We all know that President Bush is passionate about "protecting the sanctity of marriage", especially from people who want to get married. One of the programs he has proposed to do so is the Healthy Marriage Initiative. As the Heritage Foundation described it:

The President's Healthy Marriage Initiative has been included in the two major TANF reauthorization bills. One of these is the Personal Responsibility, Work, and Family Promotion Act of 2003 (H.R. 4) that was passed by the U.S. House of Representatives in May 2002 and again in February 2003. The Healthy Marriage Initiative has also been included in the Personal Responsibility and Individual Development for Everyone (PRIDE) bill introduced by Senator Charles Grassley (R-IA) in the U.S. Senate.

The proposal would create two separate funds to promote marriage. In the first, $100 million per year would be provided in grants to state governments for programs to promote healthy marriage. Participation in this funding program would be voluntary and competitive. States would neither be required to participate nor guaranteed funds: Instead, they would compete for funding by submitting program proposals to the U.S. Department of Health and Human Services (HHS). The states with the best proposals would be selected to receive funds. States receiving funding would be required to match federal grants with state funds. In the second fund, another $100 million per year would be allocated in competitive grants to states, local governments, and non-government organizations.

So how is this money being spent? To hire followers of the Reverend Moon to teach people about healthy marriages:

President Bush has some new troops in his crusade to promote "healthy marriage" and teen celibacy with federal funds -- followers of the Rev. Sun Myung Moon, the controversial Korean evangelist and self-proclaimed new world messiah.

At least four longtime operatives of Moon's Unification Church are on the federal payroll or getting government grants in the administration's Healthy Marriage Initiative and other "faith-based" programs...

The 85-year-old Korean is perhaps best known for presiding over mass marriage ceremonies for devotees whose unions are arranged by Moon or other church leaders. After marriage, Unification Church couples are given detailed instructions for their honeymoon, right down to the sexual positions they are supposed to assume during their first three conjugal couplings.

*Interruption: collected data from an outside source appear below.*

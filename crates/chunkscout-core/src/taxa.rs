//! Taxa filtering: the iconic-taxon category catalog and the user's
//! current filter selection.
//!
//! The selection has two mutually exclusive modes: a set of category codes
//! or a free-text species filter. Selecting any category disables the
//! free-text input; clearing every category re-enables it. The stored
//! free-text value is retained while disabled but ignored by [`TaxaSelection::resolve`]
//! (categories win).

use serde::{Deserialize, Serialize};

/// One entry in the iconic-taxon catalog.
#[derive(Debug, Clone, Copy, PartialEq, Eq)]
pub struct Category {
    /// Code sent to collaborators (e.g. "Aves").
    pub code: &'static str,
    /// Human-readable label (e.g. "Birds").
    pub label: &'static str,
}

/// The iNaturalist iconic-taxon categories offered as filters.
pub const CATEGORIES: [Category; 12] = [
    Category { code: "Aves", label: "Birds" },
    Category { code: "Amphibia", label: "Amphibians" },
    Category { code: "Reptilia", label: "Reptiles" },
    Category { code: "Mammalia", label: "Mammals" },
    Category { code: "Actinopterygii", label: "Ray-finned Fishes" },
    Category { code: "Mollusca", label: "Mollusks" },
    Category { code: "Arachnida", label: "Arachnids" },
    Category { code: "Insecta", label: "Insects" },
    Category { code: "Plantae", label: "Plants" },
    Category { code: "Fungi", label: "Fungi including Lichens" },
    Category { code: "Protozoa", label: "Protozoans" },
    Category { code: "Unknown", label: "Unknown" },
];

/// Returns the catalog entry for a category code, if it exists.
pub fn category_by_code(code: &str) -> Option<Category> {
    CATEGORIES.iter().copied().find(|c| c.code == code)
}

/// The user's current taxa filter selection.
///
/// Kept as an ordered list of category codes (insertion order, no
/// duplicates) plus the free-text field. The effective filter string is
/// recomputed fresh at each collaborator call site via [`resolve`](Self::resolve),
/// never cached.
#[derive(Debug, Clone, Default, PartialEq, Serialize, Deserialize)]
pub struct TaxaSelection {
    categories: Vec<String>,
    free_text: String,
}

impl TaxaSelection {
    pub fn new() -> Self {
        Self::default()
    }

    /// Restores a selection from persisted category codes.
    ///
    /// Unknown codes are dropped so a stale config file cannot smuggle
    /// arbitrary filter strings into collaborator calls.
    pub fn from_saved_categories(codes: Vec<String>) -> Self {
        let mut selection = Self::default();
        for code in codes {
            if category_by_code(&code).is_some() {
                selection.toggle_category(&code);
            }
        }
        selection
    }

    /// Toggles a category code in or out of the set.
    ///
    /// Returns true if the code is selected after the toggle.
    pub fn toggle_category(&mut self, code: &str) -> bool {
        if let Some(pos) = self.categories.iter().position(|c| c == code) {
            self.categories.remove(pos);
            false
        } else {
            self.categories.push(code.to_string());
            true
        }
    }

    /// The selected category codes, in selection order.
    pub fn categories(&self) -> &[String] {
        &self.categories
    }

    /// Sets the free-text filter value.
    ///
    /// The value is stored even while the field is disabled; it only takes
    /// effect once the category set is empty again.
    pub fn set_free_text(&mut self, text: impl Into<String>) {
        self.free_text = text.into();
    }

    pub fn free_text(&self) -> &str {
        &self.free_text
    }

    /// Whether the free-text input is currently usable.
    pub fn is_free_text_enabled(&self) -> bool {
        self.categories.is_empty()
    }

    /// Resolves the effective filter at a collaborator call site.
    ///
    /// Category set wins when non-empty (codes joined by commas); otherwise
    /// trimmed free text; otherwise no filter.
    pub fn resolve(&self) -> Option<String> {
        if !self.categories.is_empty() {
            return Some(self.categories.join(","));
        }
        let trimmed = self.free_text.trim();
        if trimmed.is_empty() {
            None
        } else {
            Some(trimmed.to_string())
        }
    }

    /// Comma-joined category list for status messages ("Aves, Plantae").
    pub fn category_summary(&self) -> String {
        self.categories.join(", ")
    }
}

#[cfg(test)]
mod tests {
    use super::*;

    #[test]
    fn catalog_has_twelve_known_codes() {
        assert_eq!(CATEGORIES.len(), 12);
        assert_eq!(category_by_code("Aves").unwrap().label, "Birds");
        assert!(category_by_code("Dinosauria").is_none());
    }

    #[test]
    fn toggling_clears_and_restores_free_text_mode() {
        let mut sel = TaxaSelection::new();
        assert!(sel.is_free_text_enabled());

        assert!(sel.toggle_category("Aves"));
        assert!(sel.toggle_category("Plantae"));
        assert!(!sel.is_free_text_enabled());

        // Clearing Plantae leaves {Aves}; free text stays disabled.
        assert!(!sel.toggle_category("Plantae"));
        assert_eq!(sel.categories(), ["Aves"]);
        assert!(!sel.is_free_text_enabled());

        assert!(!sel.toggle_category("Aves"));
        assert!(sel.is_free_text_enabled());
    }

    #[test]
    fn resolve_prefers_categories_over_stale_free_text() {
        let mut sel = TaxaSelection::new();
        sel.set_free_text("Eucalyptus");
        assert_eq!(sel.resolve().as_deref(), Some("Eucalyptus"));

        sel.toggle_category("Aves");
        sel.toggle_category("Plantae");
        assert_eq!(sel.resolve().as_deref(), Some("Aves,Plantae"));

        sel.toggle_category("Aves");
        sel.toggle_category("Plantae");
        // Stored free text becomes effective again once categories clear.
        assert_eq!(sel.resolve().as_deref(), Some("Eucalyptus"));
    }

    #[test]
    fn resolve_is_none_for_blank_input() {
        let mut sel = TaxaSelection::new();
        assert_eq!(sel.resolve(), None);
        sel.set_free_text("   ");
        assert_eq!(sel.resolve(), None);
    }

    #[test]
    fn saved_categories_drop_unknown_codes() {
        let sel = TaxaSelection::from_saved_categories(vec![
            "Aves".to_string(),
            "NotACategory".to_string(),
            "Fungi".to_string(),
        ]);
        assert_eq!(sel.categories(), ["Aves", "Fungi"]);
    }
}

According to Unification Church teachings, the children born from these marriages are "blessed children,'' who, unlike the rest of humanity, are born without original sin.

At the Oakland seminar, Josephine Hauer, a graduate of the Rev. Moon's Unification Theological Seminary in New York and a newly hired "marriage specialist" with the U.S. Department of Health and Human Services, worked the crowd of ministers and church workers packed into a stuffy room...

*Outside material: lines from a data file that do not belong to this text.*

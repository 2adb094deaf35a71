//! Collaborator traits.
//!
//! These abstract the network services the controller drives: forward
//! geocoding, drive-time chunk discovery, and observation retrieval.
//! The core is agnostic to transport; `chunkscout-interaction` provides the
//! HTTP implementations and tests provide in-memory mocks.

use crate::error::Result;
use crate::geo::{AddressCandidate, BoundingBox, Coordinate, Observation};
use async_trait::async_trait;

/// Forward geocoding: address text to ranked coordinate candidates.
#[async_trait]
pub trait Geocoder: Send + Sync {
    /// Returns up to `limit` ranked candidates for the query, or an empty
    /// list when nothing matches.
    async fn suggest(&self, query: &str, limit: usize) -> Result<Vec<AddressCandidate>>;

    /// Returns the single best match for the query, if any.
    async fn best_match(&self, query: &str) -> Result<Option<AddressCandidate>> {
        Ok(self.suggest(query, 1).await?.into_iter().next())
    }
}

/// Drive-time chunk discovery.
///
/// May fail with a rate-limit-flavored error, which implementations must
/// surface as [`ChunkScoutError::RateLimited`](crate::error::ChunkScoutError)
/// or a `Collaborator` error with status 429 so the controller can emit a
/// tailored message.
#[async_trait]
pub trait ChunkDiscovery: Send + Sync {
    /// Returns the grid-aligned chunks reachable from `origin` within the
    /// drive-time budget that pass the taxa filter.
    async fn discover(
        &self,
        origin: Coordinate,
        drive_time_minutes: u32,
        chunk_size_km2: f64,
        taxa_filter: Option<&str>,
    ) -> Result<Vec<BoundingBox>>;
}

/// Observation retrieval for a bounding box.
#[async_trait]
pub trait ObservationSource: Send + Sync {
    /// Returns the observations inside `bounds` matching the filter.
    async fn observations_in(
        &self,
        bounds: BoundingBox,
        taxa_filter: Option<&str>,
    ) -> Result<Vec<Observation>>;
}
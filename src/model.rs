//! Core domain types for the ledger engine.

use chrono::{DateTime, Utc};

use crate::Amount;

/// Account identifier.
pub type AccountId = u64;

/// User (account owner) identifier.
pub type UserId = u64;

/// Transaction record identifier.
pub type TxId = u64;

/// The kind of an account, governing which transfer pairings are legal and
/// whether debits are subject to the daily limit.
#[derive(Debug, Clone, Copy, PartialEq, Eq)]
pub enum AccountKind {
    /// Primary spending account; debits count against the daily limit.
    Main,
    /// Secondary account; may only move funds via a main account.
    Savings,
}

impl AccountKind {
    pub fn as_str(self) -> &'static str {
        match self {
            AccountKind::Main => "main",
            AccountKind::Savings => "savings",
        }
    }
}

impl std::fmt::Display for AccountKind {
    fn fmt(&self, f: &mut std::fmt::Formatter<'_>) -> std::fmt::Result {
        f.write_str(self.as_str())
    }
}

/// An operation representing the possible inputs of the engine.
#[derive(Debug, Clone)]
pub enum Operation {
    /// Create a fresh account with an opening balance.
    Open {
        account: AccountId,
        user: UserId,
        kind: AccountKind,
        balance: Amount,
        daily_max: Amount,
    },
    /// Move funds between two accounts, replenishing the source on shortfall.
    Transfer {
        from: AccountId,
        to: AccountId,
        amount: Amount,
    },
    /// Credit funds to an account.
    Deposit { account: AccountId, amount: Amount },
    /// Debit funds from an account.
    Withdraw { account: AccountId, amount: Amount },
}

/// What a transaction record describes.
#[derive(Debug, Clone, Copy, PartialEq, Eq)]
pub enum TransactionKind {
    Transfer { from: AccountId, to: AccountId },
    Deposit { account: AccountId },
    Withdraw { account: AccountId },
    /// Automatic replenishment credited from the linked funding source.
    Topup { account: AccountId },
}

/// Lifecycle of a transaction record. The status transition is the only
/// permitted mutation; records are never deleted.
#[derive(Debug, Clone, Copy, PartialEq, Eq, Default)]
pub enum TransactionStatus {
    #[default]
    Pending,
    Completed,
    Cancelled,
}

/// Append-only record of a committed ledger operation.
#[derive(Debug, Clone, PartialEq)]
pub struct TransactionRecord {
    pub id: TxId,
    pub kind: TransactionKind,
    pub amount: Amount,
    pub at: DateTime<Utc>,
    status: TransactionStatus,
}

impl TransactionRecord {
    /// Create a new record in the `Pending` state.
    pub fn new(id: TxId, kind: TransactionKind, amount: Amount, at: DateTime<Utc>) -> Self {
        Self {
            id,
            kind,
            amount,
            at,
            status: TransactionStatus::Pending,
        }
    }

    pub fn status(&self) -> TransactionStatus {
        self.status
    }

    /// Mark a pending record as completed. Terminal states are left alone.
    pub fn complete(&mut self) {
        if self.status == TransactionStatus::Pending {
            self.status = TransactionStatus::Completed;
        }
    }

    /// Mark a pending record as cancelled. Terminal states are left alone.
    pub fn cancel(&mut self) {
        if self.status == TransactionStatus::Pending {
            self.status = TransactionStatus::Cancelled;
        }
    }
}
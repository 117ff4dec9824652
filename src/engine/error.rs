//! Error types for ledger operations.

use thiserror::Error;

use crate::Amount;
use crate::engine::retry::Retryable;
use crate::model::AccountId;
use crate::store::StoreError;

/// Top-level error returned by [`Engine::apply`](super::Engine::apply).
#[derive(Debug, Error)]
pub enum EngineError {
    #[error("open failed: {0}")]
    Open(#[from] OpenError),

    #[error("transfer failed: {0}")]
    Transfer(#[from] TransferError),

    #[error("deposit failed: {0}")]
    Deposit(#[from] DepositError),

    #[error("withdrawal failed: {0}")]
    Withdraw(#[from] WithdrawError),
}

/// Error during account creation.
#[derive(Debug, Error)]
pub enum OpenError {
    #[error("account {0} already exists")]
    AlreadyExists(AccountId),

    #[error("opening balance must not be negative, got {0}")]
    NegativeOpeningBalance(Amount),

    #[error(transparent)]
    Store(StoreError),
}

impl From<StoreError> for OpenError {
    fn from(e: StoreError) -> Self {
        match e {
            StoreError::AlreadyExists(id) => OpenError::AlreadyExists(id),
            other => OpenError::Store(other),
        }
    }
}

/// The daily debit ceiling would be exceeded; usage is left unchanged.
#[derive(Debug, Error, Clone, Copy, PartialEq, Eq)]
#[error("daily limit exceeded: used {used} + requested {requested} exceeds max {max}")]
pub struct DailyLimitExceeded {
    pub used: Amount,
    pub requested: Amount,
    pub max: Amount,
}

/// Error during transfer processing.
#[derive(Debug, Error)]
pub enum TransferError {
    #[error("amount must be positive, got {0}")]
    NonPositiveAmount(Amount),

    #[error("account {0} not found")]
    AccountNotFound(AccountId),

    #[error("transfer into the same account {0}")]
    SelfTransfer(AccountId),

    #[error("transfers between two savings accounts are not allowed ({from} -> {to})")]
    InvalidPairing { from: AccountId, to: AccountId },

    #[error("insufficient balance in account {account}: balance {balance}, requested {requested}")]
    InsufficientBalance {
        account: AccountId,
        balance: Amount,
        requested: Amount,
    },

    #[error(transparent)]
    DailyLimit(#[from] DailyLimitExceeded),

    #[error("abandoned after {attempts} conflicting attempts")]
    Conflict { attempts: u32 },

    #[error(transparent)]
    Store(StoreError),
}

impl From<StoreError> for TransferError {
    fn from(e: StoreError) -> Self {
        match e {
            StoreError::NotFound(id) => TransferError::AccountNotFound(id),
            other => TransferError::Store(other),
        }
    }
}

impl Retryable for TransferError {
    fn is_conflict(&self) -> bool {
        matches!(self, TransferError::Store(StoreError::VersionConflict { .. }))
    }

    fn into_exhausted(self, attempts: u32) -> Self {
        TransferError::Conflict { attempts }
    }
}

/// Error during deposit processing.
#[derive(Debug, Error)]
pub enum DepositError {
    #[error("amount must be positive, got {0}")]
    NonPositiveAmount(Amount),

    #[error("account {0} not found")]
    AccountNotFound(AccountId),

    #[error("abandoned after {attempts} conflicting attempts")]
    Conflict { attempts: u32 },

    #[error(transparent)]
    Store(StoreError),
}

impl From<StoreError> for DepositError {
    fn from(e: StoreError) -> Self {
        match e {
            StoreError::NotFound(id) => DepositError::AccountNotFound(id),
            other => DepositError::Store(other),
        }
    }
}

impl Retryable for DepositError {
    fn is_conflict(&self) -> bool {
        matches!(self, DepositError::Store(StoreError::VersionConflict { .. }))
    }

    fn into_exhausted(self, attempts: u32) -> Self {
        DepositError::Conflict { attempts }
    }
}

/// Error during withdrawal processing.
#[derive(Debug, Error)]
pub enum WithdrawError {
    #[error("amount must be positive, got {0}")]
    NonPositiveAmount(Amount),

    #[error("account {0} not found")]
    AccountNotFound(AccountId),

    #[error("insufficient balance in account {account}: balance {balance}, requested {requested}")]
    InsufficientBalance {
        account: AccountId,
        balance: Amount,
        requested: Amount,
    },

    #[error(transparent)]
    DailyLimit(#[from] DailyLimitExceeded),

    #[error("abandoned after {attempts} conflicting attempts")]
    Conflict { attempts: u32 },

    #[error(transparent)]
    Store(StoreError),
}

impl From<StoreError> for WithdrawError {
    fn from(e: StoreError) -> Self {
        match e {
            StoreError::NotFound(id) => WithdrawError::AccountNotFound(id),
            other => WithdrawError::Store(other),
        }
    }
}

impl Retryable for WithdrawError {
    fn is_conflict(&self) -> bool {
        matches!(self, WithdrawError::Store(StoreError::VersionConflict { .. }))
    }

    fn into_exhausted(self, attempts: u32) -> Self {
        WithdrawError::Conflict { attempts }
    }
}
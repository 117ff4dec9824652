//! Injected randomness for settlement allocation.
//!
//! The randomized split must be reproducible from a seed, so the allocator
//! never touches a global RNG; it draws fractions from a [`FractionSource`].
//! [`XorShiftRng`] is an xorshift64* generator: same seed, same sequence.

/// Source of uniform fractions in `[0, 1)`.
pub trait FractionSource {
    fn next_fraction(&mut self) -> f64;
}

/// Deterministic xorshift64* generator.
#[derive(Debug, Clone)]
pub struct XorShiftRng {
    state: u64,
}

impl XorShiftRng {
    pub fn new(seed: u64) -> Self {
        // xorshift state must never be zero
        let state = if seed == 0 { 1 } else { seed };
        Self { state }
    }

    fn next_u64(&mut self) -> u64 {
        let mut x = self.state;
        x ^= x >> 12;
        x ^= x << 25;
        x ^= x >> 27;
        self.state = x;
        x.wrapping_mul(0x2545F4914F6CDD1D)
    }
}

impl FractionSource for XorShiftRng {
    fn next_fraction(&mut self) -> f64 {
        // take the top 53 bits so the fraction fits a f64 mantissa exactly
        (self.next_u64() >> 11) as f64 * (1.0 / (1u64 << 53) as f64)
    }
}
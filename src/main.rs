use std::env;
use std::sync::Arc;

use tokio_stream::wrappers::ReceiverStream;
use tracing::warn;
use tracing_subscriber::EnvFilter;

use ledger_eng::csv::{read_operations, write_accounts};
use ledger_eng::{Engine, MemoryStore, SystemClock};

#[tokio::main]
async fn main() {
    tracing_subscriber::fmt()
        .with_env_filter(EnvFilter::from_default_env().add_directive("warn".parse().unwrap()))
        .with_writer(std::io::stderr)
        .init();

    let path = env::args()
        .nth(1)
        .expect("usage: ledger-eng <operations.csv>");

    if !path.ends_with(".csv") {
        warn!(path, "input file seems to not be a csv file");
    }

    let store = Arc::new(MemoryStore::new());
    let engine = Engine::new(store.clone(), store.clone(), SystemClock);
    let (op_sender, op_receiver) = tokio::sync::mpsc::channel(16);

    tokio::spawn(async move {
        for result in read_operations(&path) {
            match result {
                Ok(op) => {
                    op_sender.send(op).await.unwrap();
                }
                Err(e) => {
                    warn!("{e}");
                }
            }
        }
    });

    engine.run(ReceiverStream::new(op_receiver)).await;

    write_accounts(store.accounts());
}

Before her new federal job, Hauer was the director of marriage education at the University of Bridgeport in Bridgeport, Conn. That school was taken over in 1992 by the Professors World Peace Academy, a Moon-affiliated group, and its current president, Neil Salonen, is a former president of the Unification Church in America.

Now mind you, most people would probably view the idea of hiring people who believe in mass marriages arranged by a fascist cult leader who claims that all the world's dead religious leaders endorsed him as the messiah in a ceremony in the "spirit world" to teach us about healthy marriage as being akin to hiring the criminally insane to teach in a law school. But what the hell, as long as we're going for "faith-based initiatives", it becomes hard to distinguish between competing faiths. Someone needs to tell them that Al Qaeda is a faith-based initiative too.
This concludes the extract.